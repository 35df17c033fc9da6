//! # Composition Controller
//!
//! A Kubernetes controller that converges GCP infrastructure declared as
//! custom resources.
//!
//! ## Overview
//!
//! 1. **Managed resources** - `Network` and `Connection` resources are bound to
//!    a GCP VPC network and a Service Networking connection. Each tick observes
//!    the external resource and creates, updates or deletes it.
//! 2. **Composites** - a `Composite` instantiates templates as managed
//!    resources it owns, patching values from its own fields into them.
//! 3. **Connection secrets** - connection details of ready resources are
//!    published to Secrets owned by the resource.
//!
//! ## Usage
//!
//! See the [README.md](../README.md) for usage instructions and examples.

use anyhow::{Context, Result};
use composition_controller::config::ControllerConfig;
use composition_controller::connection::{ConnectionPublisher, PublisherChain, SecretPublisher};
use composition_controller::controller::runtime::{self, Context as ControllerContext};
use composition_controller::controller::CompositeReconciler;
use composition_controller::crd::{Composite, Connection, Network};
use composition_controller::managed::{ManagedReconciler, ReconcileTiming};
use composition_controller::observability::{self, server::ServerState};
use composition_controller::provider::gcp::GcpConnecter;
use composition_controller::store::{KubeStore, ObjectStore};
use kube::api::Api;
use kube::Client;
use std::sync::Arc;
use tracing::{error, info};
use tracing_subscriber::EnvFilter;

fn init_tracing(config: &ControllerConfig) {
    let filter = EnvFilter::try_from_default_env()
        .unwrap_or_else(|_| EnvFilter::new(config.log_level.to_lowercase()));

    if config.log_format.eq_ignore_ascii_case("json") {
        tracing_subscriber::fmt()
            .json()
            .with_env_filter(filter)
            .with_current_span(true)
            .init();
    } else {
        tracing_subscriber::fmt().with_env_filter(filter).init();
    }
}

#[tokio::main]
async fn main() -> Result<()> {
    // Required for rustls 0.23+ before any TLS connection is made
    if rustls::crypto::ring::default_provider()
        .install_default()
        .is_err()
    {
        return Err(anyhow::anyhow!("Failed to install rustls crypto provider"));
    }

    let config = ControllerConfig::from_env();
    init_tracing(&config);

    info!("Starting Composition Controller");
    info!(
        "Build info: timestamp={}, datetime={}, git_hash={}",
        env!("BUILD_TIMESTAMP"),
        env!("BUILD_DATETIME"),
        env!("BUILD_GIT_HASH")
    );
    if config.gcp.emulator_mode {
        info!(
            "GCP emulator mode: compute={}, servicenetworking={}",
            config.gcp.compute_endpoint, config.gcp.servicenetworking_endpoint
        );
    }

    observability::register_metrics().context("Failed to register metrics")?;

    let server_state = Arc::new(ServerState::default());
    let server_port = config.metrics_port;
    let server_state_clone = Arc::clone(&server_state);
    tokio::spawn(async move {
        if let Err(e) = observability::server::start_server(server_port, server_state_clone).await {
            error!("HTTP server error: {}", e);
        }
    });

    let client = Client::try_default()
        .await
        .context("Failed to create Kubernetes client")?;
    let http = reqwest::Client::builder()
        .build()
        .context("Failed to create HTTP client")?;

    let store: Arc<dyn ObjectStore> = Arc::new(KubeStore::new(client.clone()));
    let secrets: Arc<dyn ConnectionPublisher> = Arc::new(SecretPublisher::new(Arc::clone(&store)));
    let publisher: Arc<dyn ConnectionPublisher> = Arc::new(PublisherChain::new(vec![secrets]));
    let timing = ReconcileTiming::from(&config);
    let concurrency = config.max_concurrent_reconciliations;

    let networks = Arc::new(ControllerContext::new(
        ManagedReconciler::<Network>::new(
            Arc::clone(&store),
            Arc::new(GcpConnecter::<Network>::new(
                Arc::clone(&store),
                http.clone(),
                config.gcp.clone(),
            )),
            Arc::clone(&publisher),
            timing,
        ),
        &config,
    ));
    let connections = Arc::new(ControllerContext::new(
        ManagedReconciler::<Connection>::new(
            Arc::clone(&store),
            Arc::new(GcpConnecter::<Connection>::new(
                Arc::clone(&store),
                http,
                config.gcp.clone(),
            )),
            Arc::clone(&publisher),
            timing,
        ),
        &config,
    ));
    let composites = Arc::new(ControllerContext::new(
        CompositeReconciler::new(Arc::clone(&store), publisher, timing),
        &config,
    ));

    server_state.set_ready(true);
    info!("Controller initialized, starting watch loops...");

    tokio::join!(
        runtime::run_managed(Api::<Network>::all(client.clone()), networks, concurrency),
        runtime::run_managed(Api::<Connection>::all(client.clone()), connections, concurrency),
        runtime::run_composite(Api::<Composite>::all(client), composites, concurrency),
    );

    server_state.set_ready(false);
    info!("Controller stopped gracefully");
    Ok(())
}
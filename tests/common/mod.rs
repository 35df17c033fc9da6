//! Shared fixtures for the reconciliation tests
//!
//! Reconcilers run against a `MemoryStore` and a fake Compute API that keeps
//! networks in memory and records every call it receives.

#![allow(dead_code, reason = "each test binary uses a subset of the fixtures")]

use async_trait::async_trait;
use composition_controller::connection::{ConnectionPublisher, SecretPublisher};
use composition_controller::crd::{
    get_condition, Condition, Network, NetworkParameters, NetworkSpec, ProviderReference,
    SecretReference,
};
use composition_controller::managed::{
    AdapterClient, ExternalClient, ExternalConnecter, ManagedReconciler, ReconcileTiming,
    SharedAdapter,
};
use composition_controller::provider::gcp::network::GcpNetwork;
use composition_controller::provider::{ProviderAdapter, ProviderError};
use composition_controller::resource::{Conditioned, ObjectKey};
use composition_controller::store::{self, MemoryStore, ObjectStore};
use composition_controller::{Error, Result};
use std::collections::BTreeMap;
use std::sync::atomic::{AtomicBool, Ordering};
use std::sync::{Arc, Mutex};
use std::time::Duration;

pub const NAMESPACE: &str = "default";
pub const PROJECT: &str = "test-project";

pub fn timing() -> ReconcileTiming {
    ReconcileTiming {
        poll_interval: Duration::from_secs(60),
        short_wait: Duration::from_secs(5),
    }
}

/// In-memory stand-in for the Compute networks API
#[derive(Debug, Default)]
pub struct FakeNetworkApi {
    networks: Mutex<BTreeMap<String, GcpNetwork>>,
    calls: Mutex<Vec<String>>,
    fail_next_insert: AtomicBool,
}

impl FakeNetworkApi {
    pub fn new() -> Arc<Self> {
        Arc::new(Self::default())
    }

    fn record(&self, call: String) {
        self.calls.lock().unwrap().push(call);
    }

    pub fn calls(&self) -> Vec<String> {
        self.calls.lock().unwrap().clone()
    }

    /// Number of recorded calls of one operation (`get`, `insert`, `patch`, `delete`)
    pub fn count(&self, op: &str) -> usize {
        self.calls()
            .iter()
            .filter(|c| c.split(':').next() == Some(op))
            .count()
    }

    pub fn network(&self, name: &str) -> Option<GcpNetwork> {
        self.networks.lock().unwrap().get(name).cloned()
    }

    pub fn network_names(&self) -> Vec<String> {
        self.networks.lock().unwrap().keys().cloned().collect()
    }

    /// Change a network behind the controller's back
    pub fn drift(&self, name: &str, change: impl FnOnce(&mut GcpNetwork)) {
        if let Some(network) = self.networks.lock().unwrap().get_mut(name) {
            change(network);
        }
    }

    pub fn fail_next_insert(&self) {
        self.fail_next_insert.store(true, Ordering::SeqCst);
    }
}

#[async_trait]
impl ProviderAdapter for FakeNetworkApi {
    type Desired = GcpNetwork;
    type Observed = GcpNetwork;

    async fn get(&self, _project: &str, id: &str) -> Result<GcpNetwork, ProviderError> {
        self.record(format!("get:{id}"));
        self.network(id).ok_or(ProviderError::NotFound)
    }

    async fn insert(&self, project: &str, desired: &GcpNetwork) -> Result<(), ProviderError> {
        self.record(format!("insert:{}", desired.name));
        if self.fail_next_insert.swap(false, Ordering::SeqCst) {
            return Err(ProviderError::Api {
                code: 503,
                status: "UNAVAILABLE".to_string(),
                message: "backend unavailable".to_string(),
            });
        }
        let mut network = desired.clone();
        network.id = Some("4242".to_string());
        network.self_link = Some(format!(
            "https://www.googleapis.com/compute/v1/projects/{project}/global/networks/{}",
            desired.name
        ));
        self.networks
            .lock()
            .unwrap()
            .insert(desired.name.clone(), network);
        Ok(())
    }

    async fn patch(&self, _project: &str, id: &str, desired: &GcpNetwork) -> Result<(), ProviderError> {
        self.record(format!("patch:{id}"));
        let mut networks = self.networks.lock().unwrap();
        let network = networks.get_mut(id).ok_or(ProviderError::NotFound)?;
        network.description = desired.description.clone();
        network.auto_create_subnetworks = desired.auto_create_subnetworks;
        network.routing_config = desired.routing_config.clone();
        Ok(())
    }

    async fn delete(&self, _project: &str, id: &str) -> Result<(), ProviderError> {
        self.record(format!("delete:{id}"));
        self.networks
            .lock()
            .unwrap()
            .remove(id)
            .map(|_| ())
            .ok_or(ProviderError::NotFound)
    }
}

/// Connects every network to the fake API
#[derive(Debug)]
pub struct FakeConnecter {
    pub api: Arc<FakeNetworkApi>,
}

#[async_trait]
impl ExternalConnecter<Network> for FakeConnecter {
    async fn connect(&self, _mg: &Network) -> Result<Box<dyn ExternalClient<Network>>> {
        let api: Arc<FakeNetworkApi> = Arc::clone(&self.api);
        let adapter: SharedAdapter<Network> = api;
        Ok(Box::new(AdapterClient::<Network>::new(adapter, PROJECT)))
    }
}

/// Fails to connect, as with a missing provider
#[derive(Debug)]
pub struct FailingConnecter;

#[async_trait]
impl ExternalConnecter<Network> for FailingConnecter {
    async fn connect(&self, mg: &Network) -> Result<Box<dyn ExternalClient<Network>>> {
        Err(Error::Connection(format!(
            "provider of {} not found",
            mg.metadata.name.as_deref().unwrap_or_default()
        )))
    }
}

pub fn object_store(store: &Arc<MemoryStore>) -> Arc<dyn ObjectStore> {
    let store: Arc<MemoryStore> = Arc::clone(store);
    store
}

pub fn secret_publisher(store: &Arc<MemoryStore>) -> Arc<dyn ConnectionPublisher> {
    Arc::new(SecretPublisher::new(object_store(store)))
}

pub fn network_reconciler(
    store: &Arc<MemoryStore>,
    connecter: Arc<dyn ExternalConnecter<Network>>,
) -> ManagedReconciler<Network> {
    ManagedReconciler::new(
        object_store(store),
        connecter,
        secret_publisher(store),
        timing(),
    )
}

pub fn network(name: &str, params: NetworkParameters) -> Network {
    let mut network = Network::new(
        name,
        NetworkSpec {
            provider_ref: Some(ProviderReference {
                name: "gcp-provider".to_string(),
                namespace: None,
            }),
            write_connection_secret_to_ref: None,
            for_provider: params,
        },
    );
    network.metadata.namespace = Some(NAMESPACE.to_string());
    network
}

pub fn secret_ref(name: &str) -> Option<SecretReference> {
    Some(SecretReference {
        name: name.to_string(),
        namespace: None,
    })
}

/// Create `network` in the store and return its key
pub async fn seed_network(store: &MemoryStore, network: &Network) -> ObjectKey {
    let created = store
        .create(&store::to_dynamic(network).unwrap())
        .await
        .unwrap();
    ObjectKey::for_object(&created).unwrap()
}

pub async fn get_network(store: &MemoryStore, key: &ObjectKey) -> Network {
    store::get_typed(store, key).await.unwrap()
}

pub async fn secret_value(store: &MemoryStore, name: &str, key: &str) -> Option<String> {
    let secret: k8s_openapi::api::core::v1::Secret =
        store::get_typed(store, &ObjectKey::secret(Some(NAMESPACE.to_string()), name))
            .await
            .ok()?;
    let value = secret.data?.get(key)?.0.clone();
    String::from_utf8(value).ok()
}

/// Condition of `type` on `obj`, as `(status, reason)`
pub fn condition<T: Conditioned>(obj: &T, r#type: &str) -> Option<(String, String)> {
    get_condition(obj.conditions(), r#type)
        .map(|c: &Condition| (c.status.clone(), c.reason.clone().unwrap_or_default()))
}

◆ **What the exercise asks**: Reply with the lines from the first line of the entries through the line that contains "are bound to", repeated exactly with both ends kept, and with nothing else.

◆ **Exercise output**:
repository 35df17c033fc9da6
//! # Composition Controller
//!
//! A Kubernetes controller that converges GCP infrastructure declared as
//! custom resources.
//!
//! ## Overview
//!
//! 1. **Managed resources** - `Network` and `Connection` resources are bound to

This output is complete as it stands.